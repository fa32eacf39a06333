//! Tanda CRUD and the cascade delete.

use serde::Serialize;
use serde_json::{json, Value};
use tanda_core::calendar::{biweekly_start, default_start_date, format_date, parse_date};
use tanda_core::contract::{Frequency, Tanda, TandaSettings, ACTIVE_STATUS};
use tanda_core::ids;
use tanda_core::ledger::{rounds_by_participant, sort_by_slot};
use tanda_core::validation::{amount_field, count_field, is_truthy, text_field};

use super::{required_text_change, to_value};
use crate::adapters::kv_store::Item;
use crate::context::ApiContext;
use crate::http::{success, success_with_message, ApiError, ApiGatewayResponse, ApiRequest};

fn start_date(ctx: &ApiContext, requested: Option<String>, frequency: Option<&Frequency>) -> String {
    let today = ctx.now.date_naive();
    match requested {
        Some(text) => match (frequency, parse_date(&text)) {
            (Some(Frequency::Biweekly), Some(date)) => format_date(biweekly_start(date)),
            _ => text,
        },
        None => format_date(default_start_date(today, frequency)),
    }
}

pub fn create(ctx: &ApiContext, request: &ApiRequest) -> Result<ApiGatewayResponse, ApiError> {
    let claims = ctx.authenticate(request)?;
    let body = &request.body;
    let present = |name: &str| body.get(name).map(is_truthy).unwrap_or(false);
    if !(present("nombre") && present("montoPorRonda") && present("totalRondas")) {
        return Err(ApiError::bad_request(
            "MISSING_REQUIRED_FIELDS",
            "Faltan campos requeridos",
        ));
    }
    let invalid = || ApiError::bad_request("MISSING_REQUIRED_FIELDS", "Faltan campos requeridos");
    let nombre = text_field(body, "nombre").ok_or_else(invalid)?;
    let monto_por_ronda = amount_field(body, "montoPorRonda").ok_or_else(invalid)?;
    let total_rondas = count_field(body, "totalRondas").ok_or_else(invalid)?;

    let frecuencia = body
        .get("frecuencia")
        .and_then(Value::as_str)
        .map(|text| Frequency::from(text.to_string()));
    let configuracion = match body.get("configuracion") {
        Some(value @ Value::Object(_)) => serde_json::from_value::<TandaSettings>(value.clone())
            .map_err(|error| ApiError::bad_request("INVALID_CONFIGURATION", error.to_string()))?,
        _ => TandaSettings::with_defaults(),
    };
    let optional = |name: &str| body.get(name).filter(|value| !value.is_null()).cloned();

    let timestamp = ctx.timestamp();
    let tanda = Tanda {
        id: ids::tanda_id(),
        nombre,
        monto_por_ronda,
        total_rondas,
        ronda_actual: 1,
        fecha_inicio: start_date(ctx, text_field(body, "fechaInicio"), frecuencia.as_ref()),
        admin_id: claims.id.clone(),
        configuracion,
        status: ACTIVE_STATUS.to_string(),
        frecuencia,
        dias_recordatorio: optional("diasRecordatorio"),
        metodo_pago: optional("metodoPago"),
        created_at: Some(timestamp.clone()),
        updated_at: Some(timestamp),
        extra: Item::new(),
    };

    let repo = ctx.repo();
    repo.put_tanda(&tanda)?;
    let mut owned = repo
        .user(&claims.id)?
        .map(|user| user.tandas)
        .unwrap_or_default();
    owned.push(tanda.id.clone());
    let mut changes = Item::new();
    changes.insert("tandas".to_string(), json!(owned));
    repo.update_user(&claims.id, &changes)?;
    tracing::info!(component = "tandas", event = "tanda_created", tanda_id = %tanda.id, admin_id = %claims.id);

    let mut data = to_value(&tanda)?;
    data["tandaId"] = Value::from(tanda.id.clone());
    data["urlPublica"] = Value::from(format!("{}?tanda={}", ctx.config.app_url, tanda.id));
    success(201, data)
}

/// Public read of a tanda with every participant's payments keyed by round.
pub fn get(ctx: &ApiContext, request: &ApiRequest) -> Result<ApiGatewayResponse, ApiError> {
    let tanda_id = request.path_param("tandaId")?;
    let repo = ctx.repo();
    let tanda = repo.tanda(tanda_id)?.ok_or_else(ApiError::tanda_not_found)?;
    let participants = repo.participants(tanda_id)?;
    let mut rounds = rounds_by_participant(&repo.payments(tanda_id)?);

    let mut listed = Vec::with_capacity(participants.len());
    for participant in &participants {
        let mut entry = to_value(participant)?;
        let pagos = rounds.remove(&participant.participante_id).unwrap_or_default();
        entry["pagos"] = to_value(&pagos)?;
        listed.push(entry);
    }

    let mut data = to_value(&tanda)?;
    data["participantes"] = Value::Array(listed);
    data["tandaId"] = Value::from(tanda_id);
    success(200, data)
}

pub fn update(ctx: &ApiContext, request: &ApiRequest) -> Result<ApiGatewayResponse, ApiError> {
    let claims = ctx.authenticate(request)?;
    let tanda_id = request.path_param("tandaId")?;
    let repo = ctx.repo();
    repo.owned_tanda(tanda_id, &claims.id)?;

    let body = &request.body;
    let updated_at = ctx.timestamp();
    let mut changes = Item::new();
    changes.insert("updatedAt".to_string(), Value::from(updated_at.clone()));
    for name in ["nombre", "fechaInicio"] {
        if let Some(value) = required_text_change(body, name)? {
            changes.insert(name.to_string(), value);
        }
    }
    if let Some(value) = body.get("configuracion") {
        let settings = match value {
            Value::Object(_) => serde_json::from_value::<TandaSettings>(value.clone()).ok(),
            _ => None,
        }
        .ok_or_else(|| {
            ApiError::bad_request("INVALID_FIELD", "configuracion debe ser un objeto")
        })?;
        changes.insert("configuracion".to_string(), to_value(&settings)?);
    }
    for name in ["rondaActual", "totalRondas"] {
        if body.get(name).is_some() {
            let count = count_field(body, name).ok_or_else(|| {
                ApiError::bad_request("INVALID_FIELD", format!("{name} debe ser un número entero"))
            })?;
            changes.insert(name.to_string(), Value::from(count));
        }
    }
    if body.get("montoPorRonda").is_some() {
        let amount = amount_field(body, "montoPorRonda").ok_or_else(|| {
            ApiError::bad_request("INVALID_FIELD", "montoPorRonda debe ser numérico")
        })?;
        changes.insert("montoPorRonda".to_string(), json!(amount));
    }
    repo.update_tanda(tanda_id, &changes)?;

    success(
        200,
        json!({"id": tanda_id, "tandaId": tanda_id, "updatedAt": updated_at}),
    )
}

#[derive(Debug, Serialize)]
#[serde(rename_all = "camelCase")]
struct ParticipantSummary {
    participante_id: String,
    nombre: String,
    telefono: String,
    email: Option<String>,
    numero_asignado: u32,
    #[serde(rename = "fechaCumpleaños")]
    fecha_cumpleanos: String,
    fecha_registro: String,
}

#[derive(Debug, Serialize)]
#[serde(rename_all = "camelCase")]
struct TandaSummary {
    tanda_id: String,
    nombre: String,
    monto_por_ronda: f64,
    total_rondas: u32,
    ronda_actual: u32,
    fecha_inicio: String,
    frecuencia: Option<Frequency>,
    dias_recordatorio: Option<Value>,
    metodo_pago: Option<Value>,
    status: String,
    participantes: Vec<ParticipantSummary>,
}

pub fn list(ctx: &ApiContext, request: &ApiRequest) -> Result<ApiGatewayResponse, ApiError> {
    let claims = ctx.authenticate(request)?;
    let repo = ctx.repo();
    let mut summaries = Vec::new();
    for tanda in repo.tandas_by_admin(&claims.id)? {
        let mut participants = repo.participants(&tanda.id)?;
        sort_by_slot(&mut participants);
        summaries.push(TandaSummary {
            participantes: participants
                .into_iter()
                .map(|participant| ParticipantSummary {
                    participante_id: participant.participante_id,
                    nombre: participant.nombre,
                    telefono: participant.telefono,
                    email: participant.email,
                    numero_asignado: participant.numero_asignado,
                    fecha_cumpleanos: participant.fecha_cumpleanos.unwrap_or_default(),
                    fecha_registro: participant.fecha_registro.unwrap_or_default(),
                })
                .collect(),
            tanda_id: tanda.id,
            nombre: tanda.nombre,
            monto_por_ronda: tanda.monto_por_ronda,
            total_rondas: tanda.total_rondas,
            ronda_actual: tanda.ronda_actual,
            fecha_inicio: tanda.fecha_inicio,
            frecuencia: tanda.frecuencia,
            dias_recordatorio: tanda.dias_recordatorio,
            metodo_pago: tanda.metodo_pago,
            status: tanda.status,
        });
    }
    success(200, json!({"tandas": summaries}))
}

#[derive(Debug, Default, Serialize)]
struct CascadeCounts {
    participantes: usize,
    pagos: usize,
    notificaciones: usize,
    tanda: bool,
    usuario: bool,
}

/// Deletes a tanda with its participants, payments and notifications and
/// detaches it from the owner's list.
pub fn delete(ctx: &ApiContext, request: &ApiRequest) -> Result<ApiGatewayResponse, ApiError> {
    let claims = ctx.authenticate(request)?;
    let tanda_id = request.path_param("tandaId")?;
    let repo = ctx.repo();
    repo.owned_tanda(tanda_id, &claims.id)?;

    let mut counts = CascadeCounts::default();
    for participant in repo.participants(tanda_id)? {
        repo.delete_participant(tanda_id, &participant.participante_id)?;
        counts.participantes += 1;
    }
    for payment in repo.payments(tanda_id)? {
        repo.delete_payment(tanda_id, &payment.pago_id)?;
        counts.pagos += 1;
    }
    for notification in repo.notifications(tanda_id)? {
        repo.delete_notification(tanda_id, &notification.notificacion_id)?;
        counts.notificaciones += 1;
    }

    if let Some(user) = repo.user(&claims.id)? {
        if user.tandas.iter().any(|owned| owned == tanda_id) {
            let remaining: Vec<String> = user
                .tandas
                .into_iter()
                .filter(|owned| owned != tanda_id)
                .collect();
            let mut changes = Item::new();
            changes.insert("tandas".to_string(), json!(remaining));
            changes.insert("updatedAt".to_string(), Value::from(ctx.timestamp()));
            repo.update_user(&claims.id, &changes)?;
            counts.usuario = true;
        }
    }
    repo.delete_tanda(tanda_id)?;
    counts.tanda = true;
    tracing::info!(
        component = "tandas",
        event = "tanda_deleted",
        tanda_id,
        participantes = counts.participantes,
        pagos = counts.pagos,
        notificaciones = counts.notificaciones
    );

    success_with_message(
        200,
        json!({"tandaId": tanda_id, "estadisticas": counts}),
        Some("Tanda eliminada exitosamente"),
    )
}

+++++

The answer should be a number alone: the count of lines in the records that hold the word "optional".

■ Answer to this task ■
3